(Stored items)
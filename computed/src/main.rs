//! Compute Daemon - serves the compute module to local clients
//!
//! On start the daemon:
//! - reads `config.json` from the app data dir (env vars override it)
//! - installs the process-wide compute module
//! - loads the compute binary in the background (arithmetic is answered by
//!   the native fallback until that finishes)
//! - accepts JSON-lines requests on 127.0.0.1:9877
//!
//! Storage locations:
//! - Linux: ~/.local/share/wasmcompute/
//! - Windows: %APPDATA%\wasmcompute\
//! - MacOS: ~/Library/Application Support/wasmcompute/

use serde::{Deserialize, Serialize};
use tokio::io::{AsyncBufReadExt, AsyncWriteExt, BufReader};
use tokio::net::{TcpListener, TcpStream};
use tracing::{error, info, warn};
use wasmcompute::prelude::*;

mod paths;

use paths::AppPaths;

const DEFAULT_ADDR: &str = "127.0.0.1:9877";
const ENV_ADDR: &str = "WASMCOMPUTE_ADDR";

#[derive(Debug, Clone, Serialize, Deserialize)]
#[serde(tag = "type")]
enum Request {
    Status,
    Add { a: i32, b: i32 },
    Multiply { a: i32, b: i32 },
    Sum { n: i32 },
}

#[derive(Debug, Clone, Serialize, Deserialize)]
#[serde(tag = "type")]
enum Response {
    Status {
        loaded: bool,
        origin: Option<Origin>,
        binary_active: bool,
        artifact: String,
    },
    Value {
        value: i32,
        origin: Origin,
    },
    Error {
        message: String,
    },
}

fn handle_request<S: ArtifactSource>(module: &ComputeModule<S>, request: Request) -> Response {
    // Unresolved modules answer natively.
    let origin = module.origin().unwrap_or(Origin::Fallback);
    match request {
        Request::Status => Response::Status {
            loaded: module.is_loaded(),
            origin: module.origin(),
            binary_active: module.is_binary_backend_active(),
            artifact: module.source().describe(),
        },
        Request::Add { a, b } => Response::Value {
            value: module.add(a, b),
            origin,
        },
        Request::Multiply { a, b } => Response::Value {
            value: module.multiply(a, b),
            origin,
        },
        Request::Sum { n } => Response::Value {
            value: module.sum(n),
            origin,
        },
    }
}

async fn handle_client<S: ArtifactSource>(
    stream: TcpStream,
    module: &ComputeModule<S>,
) -> Result<(), Box<dyn std::error::Error + Send + Sync>> {
    let (reader, mut writer) = stream.into_split();
    let mut lines = BufReader::new(reader).lines();

    while let Some(line) = lines.next_line().await? {
        if line.trim().is_empty() {
            continue;
        }
        let response = match serde_json::from_str::<Request>(&line) {
            Ok(request) => handle_request(module, request),
            Err(e) => Response::Error {
                message: format!("Invalid request: {}", e),
            },
        };
        writer
            .write_all(serde_json::to_string(&response)?.as_bytes())
            .await?;
        writer.write_all(b"\n").await?;
    }

    Ok(())
}

/// File config (if present) overridden by the environment.
fn load_config(paths: &AppPaths) -> ComputeConfig {
    let path = paths.config_file();
    let mut cfg = match std::fs::read_to_string(&path) {
        Ok(text) => match ComputeConfig::from_json(&text) {
            Ok(cfg) => cfg,
            Err(e) => {
                warn!("Failed to parse config file {:?}: {}", path, e);
                ComputeConfig::default()
            }
        },
        Err(_) => ComputeConfig::default(),
    };
    cfg.apply_env(|k| std::env::var(k).ok());
    cfg
}

// ═══════════════════════════════════════════════════════════════════════════
// Main
// ═══════════════════════════════════════════════════════════════════════════

#[tokio::main]
async fn main() -> Result<(), Box<dyn std::error::Error>> {
    // Initialize logging
    tracing_subscriber::fmt::init();

    let cfg = match AppPaths::new() {
        Ok(paths) => {
            info!("Config directory: {:?}", paths.data_dir());
            load_config(&paths)
        }
        Err(e) => {
            warn!("{}; using environment only", e);
            ComputeConfig::from_env()
        }
    };

    if wasmcompute::module::install_default(ComputeModule::from_config(&cfg)).is_err() {
        warn!("Compute module already initialized; config file ignored");
    }
    let module = wasmcompute::module::default_module();
    info!("Compute artifact: {}", module.source().describe());

    // Arithmetic is answered natively until this resolves.
    tokio::spawn(async move {
        if module.load().await {
            info!(
                "Compute backend ready (origin {})",
                module.origin().unwrap_or(Origin::Fallback)
            );
        } else {
            info!("Compute backend ready (native fallback)");
        }
    });

    tokio::spawn(async {
        if tokio::signal::ctrl_c().await.is_ok() {
            info!("Ctrl-C: shutting down");
            std::process::exit(0);
        }
    });

    let addr = std::env::var(ENV_ADDR).unwrap_or_else(|_| DEFAULT_ADDR.to_string());
    let listener = TcpListener::bind(&addr).await?;
    info!("Compute daemon listening on {}", addr);

    loop {
        let (stream, peer) = listener.accept().await?;
        info!("Client connected: {}", peer);

        tokio::spawn(async move {
            if let Err(e) = handle_client(stream, module).await {
                error!("Client handler error: {}", e);
            }
        });
    }
}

(Task brief)
Reproduce the entries exactly, but only from their first line to the line holding "- Windows: %APPDATA%\wasmcompute\", with that last line kept.

(Response)
filename computed/src/main.rs
//! Compute Daemon - serves the compute module to local clients
//!
//! On start the daemon:
//! - reads `config.json` from the app data dir (env vars override it)
//! - installs the process-wide compute module
//! - loads the compute binary in the background (arithmetic is answered by
//!   the native fallback until that finishes)
//! - accepts JSON-lines requests on 127.0.0.1:9877
//!
//! Storage locations:
//! - Linux: ~/.local/share/wasmcompute/
//! - Windows: %APPDATA%\wasmcompute\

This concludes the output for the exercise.